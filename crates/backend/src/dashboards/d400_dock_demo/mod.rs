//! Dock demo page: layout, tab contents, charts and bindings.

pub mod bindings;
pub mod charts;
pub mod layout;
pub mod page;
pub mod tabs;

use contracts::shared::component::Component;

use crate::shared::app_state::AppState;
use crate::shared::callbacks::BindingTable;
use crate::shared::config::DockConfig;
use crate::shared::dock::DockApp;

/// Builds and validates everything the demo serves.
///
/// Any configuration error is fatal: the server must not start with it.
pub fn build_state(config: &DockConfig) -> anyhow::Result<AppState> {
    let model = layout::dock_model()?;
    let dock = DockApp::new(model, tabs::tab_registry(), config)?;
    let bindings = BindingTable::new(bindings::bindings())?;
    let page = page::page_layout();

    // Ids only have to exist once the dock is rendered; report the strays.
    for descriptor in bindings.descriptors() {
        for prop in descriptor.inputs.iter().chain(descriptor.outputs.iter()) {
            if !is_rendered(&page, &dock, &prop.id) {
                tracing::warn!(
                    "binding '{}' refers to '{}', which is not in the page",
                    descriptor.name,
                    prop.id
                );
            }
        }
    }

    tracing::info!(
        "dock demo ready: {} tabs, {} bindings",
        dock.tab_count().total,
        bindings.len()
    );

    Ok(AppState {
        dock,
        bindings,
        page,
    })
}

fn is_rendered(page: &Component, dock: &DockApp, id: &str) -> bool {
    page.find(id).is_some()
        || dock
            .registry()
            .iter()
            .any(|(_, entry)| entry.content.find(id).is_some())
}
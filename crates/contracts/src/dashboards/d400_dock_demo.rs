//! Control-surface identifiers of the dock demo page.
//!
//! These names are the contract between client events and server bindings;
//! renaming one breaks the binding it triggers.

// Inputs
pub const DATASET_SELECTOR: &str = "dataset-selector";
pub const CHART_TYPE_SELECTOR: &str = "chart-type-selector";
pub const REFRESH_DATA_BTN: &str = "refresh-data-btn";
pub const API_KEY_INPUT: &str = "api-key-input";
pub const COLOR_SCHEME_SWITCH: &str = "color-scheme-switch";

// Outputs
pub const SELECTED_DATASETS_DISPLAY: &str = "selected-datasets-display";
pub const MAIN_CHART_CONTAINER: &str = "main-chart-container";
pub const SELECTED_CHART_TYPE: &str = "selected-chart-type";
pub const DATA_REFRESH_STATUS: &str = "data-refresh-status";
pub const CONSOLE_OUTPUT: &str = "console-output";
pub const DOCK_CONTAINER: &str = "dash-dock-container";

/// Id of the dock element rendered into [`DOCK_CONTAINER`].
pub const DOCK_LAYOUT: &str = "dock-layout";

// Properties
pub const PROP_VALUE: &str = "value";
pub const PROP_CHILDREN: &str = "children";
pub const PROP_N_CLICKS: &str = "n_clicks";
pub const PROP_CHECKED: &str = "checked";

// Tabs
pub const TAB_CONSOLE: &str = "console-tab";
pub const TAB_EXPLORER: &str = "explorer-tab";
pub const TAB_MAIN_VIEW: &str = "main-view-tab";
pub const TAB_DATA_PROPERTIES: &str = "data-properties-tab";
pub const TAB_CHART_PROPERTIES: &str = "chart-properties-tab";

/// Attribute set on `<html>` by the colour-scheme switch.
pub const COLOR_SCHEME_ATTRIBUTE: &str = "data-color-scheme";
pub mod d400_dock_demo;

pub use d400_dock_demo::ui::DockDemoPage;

- - - - -

What to do
Scan the listing above, and wherever a line holds the string "shared", copy that line.

Expected answer
use contracts::shared::component::Component;
use crate::shared::app_state::AppState;
use crate::shared::callbacks::BindingTable;
use crate::shared::config::DockConfig;
use crate::shared::dock::DockApp;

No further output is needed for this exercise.